### Supplied material
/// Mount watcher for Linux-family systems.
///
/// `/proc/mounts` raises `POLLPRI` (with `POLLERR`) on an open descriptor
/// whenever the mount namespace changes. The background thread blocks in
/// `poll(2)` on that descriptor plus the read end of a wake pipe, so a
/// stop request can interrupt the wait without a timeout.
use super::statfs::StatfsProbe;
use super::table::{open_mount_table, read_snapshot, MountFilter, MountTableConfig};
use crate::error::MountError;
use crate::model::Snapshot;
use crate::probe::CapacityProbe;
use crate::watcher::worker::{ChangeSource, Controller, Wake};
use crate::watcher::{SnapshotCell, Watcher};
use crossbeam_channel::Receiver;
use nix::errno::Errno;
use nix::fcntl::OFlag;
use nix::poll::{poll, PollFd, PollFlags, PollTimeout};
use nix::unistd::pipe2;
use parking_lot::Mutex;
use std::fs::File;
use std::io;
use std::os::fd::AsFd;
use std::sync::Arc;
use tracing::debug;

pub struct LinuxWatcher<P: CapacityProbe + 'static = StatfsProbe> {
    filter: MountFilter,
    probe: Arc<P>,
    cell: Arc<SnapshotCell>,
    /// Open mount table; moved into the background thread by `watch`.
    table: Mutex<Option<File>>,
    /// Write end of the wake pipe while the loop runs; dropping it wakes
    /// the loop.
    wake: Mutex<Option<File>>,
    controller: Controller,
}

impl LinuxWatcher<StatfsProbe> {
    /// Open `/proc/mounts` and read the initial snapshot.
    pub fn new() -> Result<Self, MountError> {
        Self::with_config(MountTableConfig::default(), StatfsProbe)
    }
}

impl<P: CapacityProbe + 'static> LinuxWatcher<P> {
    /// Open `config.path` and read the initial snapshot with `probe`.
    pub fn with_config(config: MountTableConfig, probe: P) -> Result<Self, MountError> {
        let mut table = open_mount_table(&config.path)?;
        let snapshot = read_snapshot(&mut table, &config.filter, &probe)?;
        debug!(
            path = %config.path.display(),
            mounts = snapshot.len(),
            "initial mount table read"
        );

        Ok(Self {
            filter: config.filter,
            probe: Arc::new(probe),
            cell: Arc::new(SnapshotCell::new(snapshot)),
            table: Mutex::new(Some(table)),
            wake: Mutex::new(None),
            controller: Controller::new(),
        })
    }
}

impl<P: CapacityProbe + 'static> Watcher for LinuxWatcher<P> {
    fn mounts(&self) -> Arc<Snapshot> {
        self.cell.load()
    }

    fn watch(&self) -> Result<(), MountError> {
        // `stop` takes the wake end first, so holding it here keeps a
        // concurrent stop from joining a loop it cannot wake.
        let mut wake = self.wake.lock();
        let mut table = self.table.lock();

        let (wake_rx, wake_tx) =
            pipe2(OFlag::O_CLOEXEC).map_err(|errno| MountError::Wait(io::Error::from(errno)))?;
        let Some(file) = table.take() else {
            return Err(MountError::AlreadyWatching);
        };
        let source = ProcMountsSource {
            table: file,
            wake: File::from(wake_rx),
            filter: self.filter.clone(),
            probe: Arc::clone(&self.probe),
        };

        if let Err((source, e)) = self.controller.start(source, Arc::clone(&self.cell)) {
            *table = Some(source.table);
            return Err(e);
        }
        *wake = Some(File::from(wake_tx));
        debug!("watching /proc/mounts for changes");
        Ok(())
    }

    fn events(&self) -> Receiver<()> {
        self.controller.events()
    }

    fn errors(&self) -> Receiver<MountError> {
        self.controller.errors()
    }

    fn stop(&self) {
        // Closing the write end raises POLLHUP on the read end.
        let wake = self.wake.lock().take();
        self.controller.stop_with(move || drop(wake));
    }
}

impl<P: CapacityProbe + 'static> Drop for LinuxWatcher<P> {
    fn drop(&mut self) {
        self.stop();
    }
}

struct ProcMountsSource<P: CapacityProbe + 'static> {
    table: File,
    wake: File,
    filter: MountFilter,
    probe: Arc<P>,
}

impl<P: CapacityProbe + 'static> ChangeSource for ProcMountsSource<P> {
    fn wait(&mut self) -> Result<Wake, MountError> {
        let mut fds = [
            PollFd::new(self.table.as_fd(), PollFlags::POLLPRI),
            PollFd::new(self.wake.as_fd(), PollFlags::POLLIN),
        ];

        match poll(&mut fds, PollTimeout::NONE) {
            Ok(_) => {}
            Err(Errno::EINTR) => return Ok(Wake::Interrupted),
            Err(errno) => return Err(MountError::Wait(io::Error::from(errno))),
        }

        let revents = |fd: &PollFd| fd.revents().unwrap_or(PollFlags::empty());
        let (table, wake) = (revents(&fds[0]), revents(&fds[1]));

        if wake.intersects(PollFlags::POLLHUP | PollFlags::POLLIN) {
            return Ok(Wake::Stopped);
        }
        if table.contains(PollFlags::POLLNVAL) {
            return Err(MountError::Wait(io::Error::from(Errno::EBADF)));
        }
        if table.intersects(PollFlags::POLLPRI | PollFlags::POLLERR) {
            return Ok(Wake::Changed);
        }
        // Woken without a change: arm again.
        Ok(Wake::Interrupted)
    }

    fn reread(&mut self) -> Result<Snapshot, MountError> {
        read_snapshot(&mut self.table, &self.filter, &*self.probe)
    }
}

### Exercise requirements
When a line in the material above holds the word "Option", copy that line.

### Result of the task
    table: Mutex<Option<File>>,
    wake: Mutex<Option<File>>,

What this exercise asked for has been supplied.